Introduction
For the past two years I’ve played Yahoo fantasy baseball with a group of friends. It’s a fun addition to watching games because it requires you to pay attention to more than just the players on the teams you root for (especially important if your favorite “team” is the Athletics).
Last year we had a draft party and it was interesting to see how different people approached the draft. Some of us chose players for emotional reasons like whether they played for the team they rooted for or what country the player was from, and some used a very analytical approach. The last two years I’ve tended to be more on the emotional side, choosing preferrentialy for former Oakland Athletcs players in the first year, and current Phillies last year. Some brought computers to track choices and rankings, and some didn’t bring anything at all except their phones and minds.
I’ve been working on my draft strategy for next year, and plan to use a more analytical approach to the draft. I’m working on an app that will have all the players in draft ranked, and allow me to easily mark off who has been selected, and who I’ve added to my team in real time as the draft is underway.
One of the important considerations for choosing any player is what positions they can play. Not only do you need to field a complete team with pitchers, catchers, infielders, and outfielders, but some players are capable of playing multiple positions, and those players can be more valuable to a fantasy manager than their pure numbers would suggest because you can plug them into different positions on any given day. Last year I had Alec Bohm on my team, which allowed me to fill either first base (typically manned by Vladimir Gurerro Jr) or third, depending on what teams were playing or who might be injured or getting a day off. I used Brandon Drury to great effect two years ago because he was eligible for three infield positions.
Positional eligibility for Yahoo fantasy follows these rules:
- Position eligibility – 5 starts or 10 total appearances in a position.
- Pitcher eligibility – 3 starts to be a starter, or 5 relief appearances to qualify as a reliever.

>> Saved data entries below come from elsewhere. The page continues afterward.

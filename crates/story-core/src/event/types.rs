//! Tipos de evento del pipeline.
//!
//! El log por proyecto es append-only: reconstruir la historia de una
//! corrida es leerlo en orden de `seq`. El enum es el contrato observable
//! del motor; los observadores externos consumen el archivo por tailing.

use chrono::{DateTime, Utc};
use serde::{Deserialize, Serialize};
use uuid::Uuid;

use crate::errors::EngineError;
use crate::model::ModelDescriptor;
use crate::validate::ValidationIssue;

#[derive(Debug, Clone, PartialEq, Serialize, Deserialize)]
pub enum PipelineEventKind {
    /// Alta del proyecto. Primer evento de todo log.
    ProjectCreated { name: String },
    /// Un paso comenzó su ejecución. No implica éxito.
    StepStarted { step_index: usize, step_name: String },
    /// Avance dentro de un paso con fanout.
    StepProgress {
        step_index: usize,
        completed: usize,
        total: usize,
    },
    /// Un paso terminó y su artifact quedó publicado.
    StepCompleted {
        step_index: usize,
        step_name: String,
        content_hash: String,
        upstream_hash: String,
        model: Option<ModelDescriptor>,
        attempts: u32,
        degraded: bool,
    },
    /// Un paso terminó con error terminal (luego de retries y fallback).
    StepFailed {
        step_index: usize,
        step_name: String,
        error: EngineError,
    },
    /// Cancelación observada: no se escribió artifact.
    StepCancelled { step_index: usize },
    /// El validador rechazó el intento `attempt`; alimenta la revisión.
    ValidationFailed {
        step_index: usize,
        attempt: u32,
        issues: Vec<ValidationIssue>,
    },
    /// Revisión explícita solicitada por el caller.
    RevisionStarted {
        step_index: usize,
        snapshot_version: Option<u32>,
        guidance: Option<String>,
    },
    /// El reliability layer avanzó al siguiente candidato de la cadena.
    ProviderFallback {
        from_provider: String,
        from_model: String,
        to_provider: String,
        to_model: String,
    },
    /// Circuito abierto para un (provider, model).
    CircuitOpened {
        provider: String,
        model: String,
        open_until: DateTime<Utc>,
    },
    /// Circuito cerrado tras un probe exitoso.
    CircuitClosed { provider: String, model: String },
    /// Marca de avance persistente tras completar o invalidar pasos.
    Checkpoint {
        completed_steps: Vec<usize>,
        current_step: usize,
    },
}

#[derive(Debug, Clone, PartialEq, Serialize, Deserialize)]
pub struct PipelineEvent {
    /// Asignado por el store en orden de append, 0-based por proyecto.
    pub seq: u64,
    pub project_id: Uuid,
    pub kind: PipelineEventKind,
    /// Metadato; no participa de ningún hash.
    pub ts: DateTime<Utc>,
}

In this post I will use Retrosheet event data to determine the positional eligibility for all the players who played in the majors last year. In cases where a player in the draft hasn’t played in the majors but is likely to reach Major League Baseball in 2024, I’ll just use whatever position the projections have him in.
Methods
I’m going to use the retrosheet R package to load the event files for 2023, then determine how many games each player started and substituted at each position, and apply Yahoo’s rules to determine eligibility.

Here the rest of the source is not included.